WHAT NEEDS TO BE DONE: After reading the entries below, report how many lines have the string "details" in them, giving the number alone.

EXTRACTED DATA:
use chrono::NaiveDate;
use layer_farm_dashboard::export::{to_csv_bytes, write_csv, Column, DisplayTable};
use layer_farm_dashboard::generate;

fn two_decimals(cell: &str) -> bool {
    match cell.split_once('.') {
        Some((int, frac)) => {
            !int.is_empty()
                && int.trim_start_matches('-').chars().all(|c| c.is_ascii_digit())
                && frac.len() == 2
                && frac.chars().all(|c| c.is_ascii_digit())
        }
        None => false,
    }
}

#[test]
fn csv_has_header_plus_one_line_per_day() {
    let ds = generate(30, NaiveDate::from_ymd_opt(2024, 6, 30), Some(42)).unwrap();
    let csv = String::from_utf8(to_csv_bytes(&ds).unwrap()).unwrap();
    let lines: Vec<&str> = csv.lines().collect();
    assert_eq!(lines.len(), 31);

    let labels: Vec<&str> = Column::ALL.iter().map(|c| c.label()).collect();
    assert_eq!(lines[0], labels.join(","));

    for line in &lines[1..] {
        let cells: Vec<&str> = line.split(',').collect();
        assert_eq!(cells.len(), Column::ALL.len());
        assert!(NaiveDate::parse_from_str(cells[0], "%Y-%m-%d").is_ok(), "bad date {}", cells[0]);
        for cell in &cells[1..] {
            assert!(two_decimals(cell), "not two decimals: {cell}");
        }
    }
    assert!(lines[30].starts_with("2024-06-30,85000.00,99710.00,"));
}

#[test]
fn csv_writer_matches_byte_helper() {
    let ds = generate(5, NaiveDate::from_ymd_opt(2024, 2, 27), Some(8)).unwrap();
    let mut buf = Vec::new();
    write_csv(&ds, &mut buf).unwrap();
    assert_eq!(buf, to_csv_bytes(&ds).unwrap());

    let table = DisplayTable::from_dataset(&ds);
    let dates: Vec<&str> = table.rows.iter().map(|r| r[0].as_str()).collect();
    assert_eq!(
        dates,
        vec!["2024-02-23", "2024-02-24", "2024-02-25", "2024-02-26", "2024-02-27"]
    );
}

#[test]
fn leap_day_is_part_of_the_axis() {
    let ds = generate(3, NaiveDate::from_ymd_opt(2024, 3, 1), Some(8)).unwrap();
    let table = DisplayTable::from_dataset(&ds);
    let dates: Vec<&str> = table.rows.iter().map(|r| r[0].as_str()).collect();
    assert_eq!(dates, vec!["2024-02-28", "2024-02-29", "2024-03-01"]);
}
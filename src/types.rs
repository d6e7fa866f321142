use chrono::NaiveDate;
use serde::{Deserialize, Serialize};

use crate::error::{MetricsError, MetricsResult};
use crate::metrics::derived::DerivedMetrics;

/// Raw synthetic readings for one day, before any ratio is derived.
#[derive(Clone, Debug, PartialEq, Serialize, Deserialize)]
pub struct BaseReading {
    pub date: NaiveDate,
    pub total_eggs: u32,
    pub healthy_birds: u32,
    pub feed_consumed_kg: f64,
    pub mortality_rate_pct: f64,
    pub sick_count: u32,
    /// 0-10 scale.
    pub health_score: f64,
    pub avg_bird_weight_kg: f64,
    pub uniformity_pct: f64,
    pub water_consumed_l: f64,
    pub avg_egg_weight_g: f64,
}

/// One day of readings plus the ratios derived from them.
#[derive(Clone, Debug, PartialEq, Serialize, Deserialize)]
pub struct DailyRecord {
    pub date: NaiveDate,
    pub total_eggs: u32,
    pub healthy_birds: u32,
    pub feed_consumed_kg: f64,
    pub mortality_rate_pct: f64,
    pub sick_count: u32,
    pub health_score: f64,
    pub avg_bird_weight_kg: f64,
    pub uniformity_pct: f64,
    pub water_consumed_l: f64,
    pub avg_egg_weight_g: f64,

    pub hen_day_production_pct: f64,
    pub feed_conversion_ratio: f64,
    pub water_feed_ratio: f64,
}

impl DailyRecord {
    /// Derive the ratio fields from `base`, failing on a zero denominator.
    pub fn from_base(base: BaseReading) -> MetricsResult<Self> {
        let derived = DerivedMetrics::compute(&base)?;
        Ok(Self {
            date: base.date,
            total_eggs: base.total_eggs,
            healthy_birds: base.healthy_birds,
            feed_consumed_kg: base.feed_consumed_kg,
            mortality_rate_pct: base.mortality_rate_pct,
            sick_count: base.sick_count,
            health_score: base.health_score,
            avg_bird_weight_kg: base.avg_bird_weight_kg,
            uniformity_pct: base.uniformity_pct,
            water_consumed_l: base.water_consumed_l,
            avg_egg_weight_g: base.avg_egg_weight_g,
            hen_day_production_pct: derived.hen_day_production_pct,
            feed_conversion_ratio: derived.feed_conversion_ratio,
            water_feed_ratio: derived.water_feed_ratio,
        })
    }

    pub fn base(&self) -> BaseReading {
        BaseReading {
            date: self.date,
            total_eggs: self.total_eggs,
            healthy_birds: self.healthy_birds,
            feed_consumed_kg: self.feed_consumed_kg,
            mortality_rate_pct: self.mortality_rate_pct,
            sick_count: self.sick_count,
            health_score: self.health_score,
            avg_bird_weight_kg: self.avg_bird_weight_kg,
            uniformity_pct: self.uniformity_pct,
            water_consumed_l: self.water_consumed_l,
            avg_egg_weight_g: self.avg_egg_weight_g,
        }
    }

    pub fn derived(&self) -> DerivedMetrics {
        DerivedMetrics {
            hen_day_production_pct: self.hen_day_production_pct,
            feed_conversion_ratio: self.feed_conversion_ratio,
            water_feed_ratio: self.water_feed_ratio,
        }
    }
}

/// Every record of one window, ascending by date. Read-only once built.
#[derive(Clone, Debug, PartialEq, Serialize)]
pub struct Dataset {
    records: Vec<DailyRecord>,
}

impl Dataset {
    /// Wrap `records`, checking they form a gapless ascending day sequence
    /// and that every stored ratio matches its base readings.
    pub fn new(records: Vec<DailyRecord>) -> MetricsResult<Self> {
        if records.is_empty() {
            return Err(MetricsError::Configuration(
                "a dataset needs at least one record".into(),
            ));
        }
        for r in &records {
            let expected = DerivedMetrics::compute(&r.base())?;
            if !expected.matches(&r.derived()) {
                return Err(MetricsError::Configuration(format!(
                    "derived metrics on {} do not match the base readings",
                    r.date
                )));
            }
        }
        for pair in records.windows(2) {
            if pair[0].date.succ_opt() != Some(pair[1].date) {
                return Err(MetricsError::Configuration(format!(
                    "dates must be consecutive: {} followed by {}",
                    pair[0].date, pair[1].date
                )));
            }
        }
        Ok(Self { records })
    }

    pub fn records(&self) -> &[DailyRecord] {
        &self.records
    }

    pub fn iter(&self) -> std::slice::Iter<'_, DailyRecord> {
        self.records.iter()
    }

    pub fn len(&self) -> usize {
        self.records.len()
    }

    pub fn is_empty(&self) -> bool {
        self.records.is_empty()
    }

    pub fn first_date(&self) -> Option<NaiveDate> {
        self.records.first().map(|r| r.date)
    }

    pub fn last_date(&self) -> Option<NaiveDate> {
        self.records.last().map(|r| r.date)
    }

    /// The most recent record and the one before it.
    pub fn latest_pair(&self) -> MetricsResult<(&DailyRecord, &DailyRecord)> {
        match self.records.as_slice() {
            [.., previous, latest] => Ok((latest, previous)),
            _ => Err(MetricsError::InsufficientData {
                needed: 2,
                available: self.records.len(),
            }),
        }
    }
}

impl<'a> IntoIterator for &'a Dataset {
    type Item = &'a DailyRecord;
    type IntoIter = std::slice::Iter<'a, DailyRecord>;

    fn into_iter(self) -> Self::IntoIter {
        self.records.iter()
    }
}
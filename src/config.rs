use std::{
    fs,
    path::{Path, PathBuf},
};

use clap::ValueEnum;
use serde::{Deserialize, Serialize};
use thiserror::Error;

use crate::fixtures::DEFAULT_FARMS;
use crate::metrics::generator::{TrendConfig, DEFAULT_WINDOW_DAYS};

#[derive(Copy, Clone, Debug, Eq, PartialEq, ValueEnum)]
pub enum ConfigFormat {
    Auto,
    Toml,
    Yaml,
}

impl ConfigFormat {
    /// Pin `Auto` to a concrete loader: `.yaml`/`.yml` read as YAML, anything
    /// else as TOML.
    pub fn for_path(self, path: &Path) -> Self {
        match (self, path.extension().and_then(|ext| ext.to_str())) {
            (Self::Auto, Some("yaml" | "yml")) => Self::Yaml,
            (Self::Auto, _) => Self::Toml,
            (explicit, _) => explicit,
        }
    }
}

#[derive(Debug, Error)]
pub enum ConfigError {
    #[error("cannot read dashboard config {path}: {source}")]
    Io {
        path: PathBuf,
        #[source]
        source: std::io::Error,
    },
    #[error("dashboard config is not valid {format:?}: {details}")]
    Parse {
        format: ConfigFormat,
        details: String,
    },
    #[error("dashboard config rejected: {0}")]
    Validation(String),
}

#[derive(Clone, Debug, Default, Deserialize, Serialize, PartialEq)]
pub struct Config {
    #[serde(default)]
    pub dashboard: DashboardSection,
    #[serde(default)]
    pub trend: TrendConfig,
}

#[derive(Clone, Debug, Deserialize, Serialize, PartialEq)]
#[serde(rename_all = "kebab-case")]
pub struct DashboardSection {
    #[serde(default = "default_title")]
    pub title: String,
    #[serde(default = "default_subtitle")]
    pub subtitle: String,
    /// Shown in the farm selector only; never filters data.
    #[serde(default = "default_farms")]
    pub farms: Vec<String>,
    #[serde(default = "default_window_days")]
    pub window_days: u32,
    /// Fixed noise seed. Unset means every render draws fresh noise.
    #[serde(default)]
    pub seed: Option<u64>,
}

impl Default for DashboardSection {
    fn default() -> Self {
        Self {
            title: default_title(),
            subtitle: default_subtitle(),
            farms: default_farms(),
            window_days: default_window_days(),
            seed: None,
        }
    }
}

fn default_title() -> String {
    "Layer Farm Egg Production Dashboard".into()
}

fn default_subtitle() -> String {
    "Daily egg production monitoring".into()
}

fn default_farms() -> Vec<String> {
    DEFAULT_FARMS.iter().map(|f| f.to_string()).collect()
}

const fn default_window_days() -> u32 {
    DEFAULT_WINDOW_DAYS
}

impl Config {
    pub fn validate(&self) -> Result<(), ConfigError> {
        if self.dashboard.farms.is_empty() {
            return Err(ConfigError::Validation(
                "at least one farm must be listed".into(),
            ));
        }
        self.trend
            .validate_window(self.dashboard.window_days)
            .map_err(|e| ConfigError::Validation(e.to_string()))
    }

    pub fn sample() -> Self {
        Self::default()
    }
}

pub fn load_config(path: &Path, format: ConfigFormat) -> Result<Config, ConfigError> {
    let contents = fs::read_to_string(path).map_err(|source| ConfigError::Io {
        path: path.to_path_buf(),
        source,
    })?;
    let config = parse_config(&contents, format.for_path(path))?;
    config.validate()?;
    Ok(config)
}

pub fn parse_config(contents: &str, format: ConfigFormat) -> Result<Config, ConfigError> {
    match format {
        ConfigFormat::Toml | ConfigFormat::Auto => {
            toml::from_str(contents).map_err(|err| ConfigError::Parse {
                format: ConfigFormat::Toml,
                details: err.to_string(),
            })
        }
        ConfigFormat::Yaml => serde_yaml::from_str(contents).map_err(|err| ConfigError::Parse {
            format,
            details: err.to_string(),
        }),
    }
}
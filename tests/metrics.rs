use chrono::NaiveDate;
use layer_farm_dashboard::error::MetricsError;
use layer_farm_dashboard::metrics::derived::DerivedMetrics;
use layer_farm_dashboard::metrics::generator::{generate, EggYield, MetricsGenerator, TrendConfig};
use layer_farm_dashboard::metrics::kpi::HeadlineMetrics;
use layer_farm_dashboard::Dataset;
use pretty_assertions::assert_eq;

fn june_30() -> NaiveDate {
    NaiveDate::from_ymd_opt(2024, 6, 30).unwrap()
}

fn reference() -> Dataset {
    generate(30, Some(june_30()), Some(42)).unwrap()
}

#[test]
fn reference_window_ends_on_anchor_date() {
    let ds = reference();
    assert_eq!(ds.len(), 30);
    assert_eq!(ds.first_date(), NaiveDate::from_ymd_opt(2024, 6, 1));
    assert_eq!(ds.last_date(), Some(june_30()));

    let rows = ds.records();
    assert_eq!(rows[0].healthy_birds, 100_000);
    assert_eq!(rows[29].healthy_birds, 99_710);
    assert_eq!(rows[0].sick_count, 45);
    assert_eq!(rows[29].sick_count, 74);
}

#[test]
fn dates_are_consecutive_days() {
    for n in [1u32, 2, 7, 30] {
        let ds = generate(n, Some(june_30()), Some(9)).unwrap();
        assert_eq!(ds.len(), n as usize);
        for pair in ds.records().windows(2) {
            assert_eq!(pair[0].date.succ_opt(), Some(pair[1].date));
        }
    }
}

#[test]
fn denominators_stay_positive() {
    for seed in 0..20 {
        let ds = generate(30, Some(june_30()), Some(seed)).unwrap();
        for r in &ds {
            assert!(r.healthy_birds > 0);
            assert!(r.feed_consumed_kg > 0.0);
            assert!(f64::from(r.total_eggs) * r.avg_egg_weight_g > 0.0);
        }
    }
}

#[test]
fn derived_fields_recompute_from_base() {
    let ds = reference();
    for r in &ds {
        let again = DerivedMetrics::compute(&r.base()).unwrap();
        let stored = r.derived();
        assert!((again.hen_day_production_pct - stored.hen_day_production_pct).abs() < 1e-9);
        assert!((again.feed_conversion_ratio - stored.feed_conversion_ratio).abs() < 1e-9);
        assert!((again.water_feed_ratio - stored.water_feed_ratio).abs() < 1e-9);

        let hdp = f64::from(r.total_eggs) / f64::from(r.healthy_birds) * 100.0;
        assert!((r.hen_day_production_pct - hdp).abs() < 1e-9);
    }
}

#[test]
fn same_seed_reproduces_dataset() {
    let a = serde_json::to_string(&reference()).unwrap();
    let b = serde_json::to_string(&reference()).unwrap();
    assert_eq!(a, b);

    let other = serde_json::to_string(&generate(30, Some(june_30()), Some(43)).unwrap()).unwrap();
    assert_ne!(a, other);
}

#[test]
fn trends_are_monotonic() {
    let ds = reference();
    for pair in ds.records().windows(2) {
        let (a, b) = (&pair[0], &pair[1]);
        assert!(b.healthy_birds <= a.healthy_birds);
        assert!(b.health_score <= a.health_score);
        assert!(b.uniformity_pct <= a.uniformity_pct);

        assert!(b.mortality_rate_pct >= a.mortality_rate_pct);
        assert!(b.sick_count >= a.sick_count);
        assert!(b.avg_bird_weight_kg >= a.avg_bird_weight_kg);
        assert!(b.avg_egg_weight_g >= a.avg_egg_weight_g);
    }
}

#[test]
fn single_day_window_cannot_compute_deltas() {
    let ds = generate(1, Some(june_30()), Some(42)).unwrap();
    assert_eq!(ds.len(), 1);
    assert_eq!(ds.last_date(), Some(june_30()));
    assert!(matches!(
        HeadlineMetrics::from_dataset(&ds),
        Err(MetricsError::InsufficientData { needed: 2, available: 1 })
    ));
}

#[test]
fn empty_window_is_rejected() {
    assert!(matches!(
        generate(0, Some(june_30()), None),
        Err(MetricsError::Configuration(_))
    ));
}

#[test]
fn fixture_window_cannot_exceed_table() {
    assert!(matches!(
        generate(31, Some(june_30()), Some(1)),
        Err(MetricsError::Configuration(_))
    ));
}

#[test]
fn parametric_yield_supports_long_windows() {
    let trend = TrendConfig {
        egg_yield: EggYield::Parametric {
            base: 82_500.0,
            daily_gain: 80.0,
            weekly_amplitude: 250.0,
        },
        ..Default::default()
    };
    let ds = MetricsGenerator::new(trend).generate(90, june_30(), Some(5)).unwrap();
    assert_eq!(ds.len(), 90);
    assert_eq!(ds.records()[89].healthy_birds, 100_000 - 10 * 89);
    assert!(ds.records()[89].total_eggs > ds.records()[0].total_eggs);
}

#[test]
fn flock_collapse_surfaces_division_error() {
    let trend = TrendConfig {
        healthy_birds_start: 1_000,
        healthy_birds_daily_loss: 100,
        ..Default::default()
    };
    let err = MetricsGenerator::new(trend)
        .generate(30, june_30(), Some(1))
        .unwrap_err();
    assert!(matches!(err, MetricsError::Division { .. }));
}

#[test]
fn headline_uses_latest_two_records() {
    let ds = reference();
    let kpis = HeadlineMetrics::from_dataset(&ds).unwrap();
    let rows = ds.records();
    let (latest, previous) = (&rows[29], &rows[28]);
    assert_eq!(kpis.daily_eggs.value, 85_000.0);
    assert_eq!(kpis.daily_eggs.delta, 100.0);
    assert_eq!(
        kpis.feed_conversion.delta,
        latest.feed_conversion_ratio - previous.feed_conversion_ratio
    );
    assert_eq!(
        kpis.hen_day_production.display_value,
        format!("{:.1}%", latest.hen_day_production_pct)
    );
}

EXERCISE SOLUTION: 4